Foto: WiR_Pixs / pixabay.com
Hygiene-Austria-Chef Wieser noch im Februar: Kauf von Masken in China “unverständlich”

Der Skandal rund um chinesische Billig-Atemschutzmasken, die von der Firma “Hygiene Austria” angeblich als in Österreich hergestellt umetikettiert wurden, ist um eine Farce reicher. Denn der Chef des Unternehmens, Tino Wieser, behauptete noch Anfang Februar in einem TV-Interview theatralisch, dass für ihn ein Kauf von Masken aus China einfach “unverständlich” sei.

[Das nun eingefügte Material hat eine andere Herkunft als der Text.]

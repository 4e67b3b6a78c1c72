//! Agent protocol definitions.
//!
//! [`ChessAgent`] is the state machine surface control planes drive.
//! [`EvaluatesMoveLegality`] exposes move resolution on its own so that
//! collective play can validate votes without submitting them.

use std::fmt;
use std::sync::Arc;

use async_trait::async_trait;
use serde::{Deserialize, Serialize};

use crate::error::{AgentError, AgentResult};
use crate::types::{AgentState, BotProfile, Color, PlayState, ResolvedMove, TimeControl};

/// A confirmed move made by the agent itself.
#[derive(Debug, Clone, PartialEq, Eq, Serialize, Deserialize)]
pub struct MoveRecord {
    /// Notation as submitted.
    pub notation: String,
    pub resolved: ResolvedMove,
    /// Plies the page reported when the move was confirmed.
    pub plies: u32,
}

/// Callback invoked after each confirmed own move.
///
/// Listeners run synchronously on the moving task; errors are logged by the
/// agent and never fail the move.
pub type MoveListener = Arc<dyn Fn(&MoveRecord) -> Result<(), AgentError> + Send + Sync>;

/// Callback invoked once when a game ends.
pub type GameOverHandler = Arc<dyn Fn() + Send + Sync>;

/// Unregisters a listener when dropped.
#[must_use = "dropping the guard unregisters the listener"]
pub struct ListenerGuard {
    release: Option<Box<dyn FnOnce() + Send + Sync>>,
}

impl ListenerGuard {
    pub fn new(release: impl FnOnce() + Send + Sync + 'static) -> Self {
        Self {
            release: Some(Box::new(release)),
        }
    }

    /// A guard that releases nothing.
    pub fn noop() -> Self {
        Self { release: None }
    }

    /// Unregister now.
    pub fn release(mut self) {
        if let Some(release) = self.release.take() {
            release();
        }
    }
}

impl Drop for ListenerGuard {
    fn drop(&mut self) {
        if let Some(release) = self.release.take() {
            release();
        }
    }
}

impl fmt::Debug for ListenerGuard {
    fn fmt(&self, f: &mut fmt::Formatter<'_>) -> fmt::Result {
        f.debug_struct("ListenerGuard")
            .field("armed", &self.release.is_some())
            .finish()
    }
}

/// Core trait for chess agents.
#[async_trait]
pub trait ChessAgent: Send + Sync {
    /// Current published state.
    fn status(&self) -> AgentState;

    fn play_state(&self) -> PlayState;

    /// Assigned color. Fails with `ColorUndefined` before any game started.
    fn color(&self) -> Result<Color, AgentError>;

    /// `"black"` or `"white"`.
    fn black_or_white(&self) -> Result<&'static str, AgentError> {
        self.color().map(|c| c.as_str())
    }

    /// Start a game against a site bot.
    async fn play_computer(&self, bot: &BotProfile, as_black: bool) -> AgentResult<AgentState>;

    /// Start an online game with the given time-control preset.
    async fn play_online(&self, time_control: TimeControl) -> AgentResult<AgentState>;

    async fn play_rapid(&self) -> AgentResult<AgentState> {
        self.play_online(TimeControl::Rapid).await
    }

    async fn play_blitz(&self) -> AgentResult<AgentState> {
        self.play_online(TimeControl::Blitz).await
    }

    async fn play_bullet(&self) -> AgentResult<AgentState> {
        self.play_online(TimeControl::Bullet).await
    }

    async fn play_classical(&self) -> AgentResult<AgentState> {
        self.play_online(TimeControl::Classical).await
    }

    /// Suspend until it is this agent's turn or the game ends.
    async fn wait_turn(&self) -> AgentResult<AgentState>;

    /// Resolve `notation` and play it on the page.
    async fn move_piece(&self, notation: &str) -> AgentResult<AgentState>;

    /// Latest ply of either side, lowercased; empty when none.
    async fn last_move(&self) -> AgentResult<String>;

    /// Latest ply of this agent's color, lowercased; empty when none.
    async fn agent_last_move(&self) -> AgentResult<String>;

    fn on_move(&self, listener: MoveListener) -> ListenerGuard;

    fn set_game_over_handler(&self, handler: GameOverHandler);

    /// Release the page claim and close the page. Call at most once.
    async fn dispose(&self) -> AgentResult<()>;
}

/// Move resolution without submission.
#[async_trait]
pub trait EvaluatesMoveLegality: Send + Sync {
    async fn evaluate_move(&self, notation: &str) -> AgentResult<ResolvedMove>;
}

/// Agents eligible for collective play.
pub trait CollectiveAgent: ChessAgent + EvaluatesMoveLegality {}

impl<T: ChessAgent + EvaluatesMoveLegality + ?Sized> CollectiveAgent for T {}

#[cfg(test)]
mod tests {
    use super::*;
    use std::sync::atomic::{AtomicUsize, Ordering};

    #[test]
    fn test_listener_guard_releases_on_drop() {
        let released = Arc::new(AtomicUsize::new(0));
        let counter = released.clone();
        let guard = ListenerGuard::new(move || {
            counter.fetch_add(1, Ordering::SeqCst);
        });
        assert_eq!(released.load(Ordering::SeqCst), 0);
        drop(guard);
        assert_eq!(released.load(Ordering::SeqCst), 1);
    }

    #[test]
    fn test_listener_guard_release_runs_once() {
        let released = Arc::new(AtomicUsize::new(0));
        let counter = released.clone();
        let guard = ListenerGuard::new(move || {
            counter.fetch_add(1, Ordering::SeqCst);
        });
        guard.release();
        assert_eq!(released.load(Ordering::SeqCst), 1);
    }

    #[test]
    fn test_noop_guard() {
        let guard = ListenerGuard::noop();
        assert!(format!("{:?}", guard).contains("false"));
    }
}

Entlarvt sich Wieser als Lügner?

In einem Beitrag des TV-Senders Puls24 wurde Anfang Februar kritisch hinterfragt, warum in Österreich auch FFP2-Masken aus China von der schwarz-grünen Bundesregierung bestellt und zum Einsatz kommen, wo es doch in Wiener Neudorf mit Hygiene Austria eine österreichische Firma gebe, die über die gesamten Kapazitäten verfüge und die Nachfrage stillen könnte.

Dafür wurde Firmenchef Wieser interviewt und wörtlich sagte dieser damals (Originalbeitrag auf seiner Facebook-Seite):

Gerade jetzt, wir haben so viele Arbeitslose,… Wir stehen vor der größten Wirtschaftskrise nach dem 2. Weltkrieg und dann nimmst du das Geld und kaufst in China Masken. Das ist für mich gänzlich unverständlich.

Sollten sich die Vorwürfe nun bewahrheiten, wirft dies jedenfalls kein gutes Licht auf die Glaubwürdigkeit des Firmenchefs, in dessen Unternehmen auch engste Vertraute von Bundeskanzler Sebastian Kurz (ÖVP) tätig sind.